I’m perched at the quiet bar of a favorite local restaurant, watching Peyton battle Eli while I work and write and drink a tasty IPA. The crazy awful autumn monsoon that is causing so much grief in the state is taking a little break, but there’s no question that another downpour is in the offing.
Watching a Broncos game, when it’s toasty inside and chilly and ominous outside, always reminds me of my mother. And today, on her birthday, I’m thinking about her a lot.
When I was 10, we’d been living in Denver for a couple of years, but my dad was offered a great opportunity in LA, and we were preparing to pick up and move again. While my father was already in California on the new job, Mom was hard at work raising three kids and trying to get the house sold. Every Sunday, my mother and I would watch the Broncos make their way, game by game, toward the playoffs and then the Super Bowl. She might be folding clothes, or puttering around in the kitchen, but it was always just the two of us, cheering on the Orange Crush Defense, a mishmash of joy and disappointment as we geared up for a move away from the city we’d grown to love. We all desperately missed my father, and those moments of excitement and cheer provided little windows of light in that long winter.
Some adults can tie their love of a sports team to watching games with their dad (which is why the Dodgers will always have a place in my heart) or to pride in their hometown (which, with our itinerant ways, I didn’t have growing up). But I attribute my affection for the Denver Broncos to the happy memories of Mom and me yelling at the television as the fire in the flagstone fireplace warmed our living room, the girls playing quietly somewhere in the house.
This has been a rocky summer for the Elkins family, between my mother losing her husband in July and Dad’s fight against cancer intensifying. I was in Sacramento three times in as many months (my parents live about 10 minutes away from each other, though they moved there several years apart). I would stay with my mother, but spend the days with my father. She understood, and even encouraged the extra time with him, knowing how important it is to his health and wellbeing to have his kids and grandkids there with him as much as possible.
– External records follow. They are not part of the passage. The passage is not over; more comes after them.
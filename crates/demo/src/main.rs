use retail_demo::config::DemoConfig;
use retail_demo::walkthrough;

fn main() -> anyhow::Result<()> {
    let config = DemoConfig::from_env();
    retail_observability::init(config.log_format);

    let report = walkthrough::run(&config)?;
    for line in &report.catalog {
        println!("{line}");
    }
    println!("{}", serde_json::to_string_pretty(&report.ordered)?);
    println!("stock left: {}", report.stock_left);
    if report.second_commit_rejected {
        println!("order failed successfully");
    } else {
        println!("order did not fail");
    }
    Ok(())
}
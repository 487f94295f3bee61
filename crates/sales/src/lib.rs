//! Sales domain module.
//!
//! The shop catalog and the order session that reserves warehouse stock and
//! settles it on commit. Pure in-memory domain logic (no IO, no storage).

pub mod order;
pub mod shop;

pub use order::{OrderSession, OrderStatus};
pub use shop::SalesCatalog;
Even in the days following her husband’s passing, when my sisters and I rushed to Sacramento to be there for her, my mother encouraged us to make time for Dad. It’s her strength and resolve in times like these that can make me forget that she needs us just as much as our father does.
I think I’ve become a better son by striving to be a better father. I’m so vulnerable as a dad, and that ever-present parental ache has made me much more sensitive to my own parents’ needs.
Last April, my mother and I had a pretty intense conversation about my upbringing, where I brought to the fore some important moments of my life she had forgotten or repressed. My intention wasn’t to open old wounds — I’ve long since let go of the mistakes my parents made when they were in their early 20s — but to straighten out what I saw as a skewed set of memories. My timing was breathtakingly terrible, dropping a series of bombshells as I was driving her to the airport, which meant that she had no choice but to let my comments marinate on her two-hour flight home.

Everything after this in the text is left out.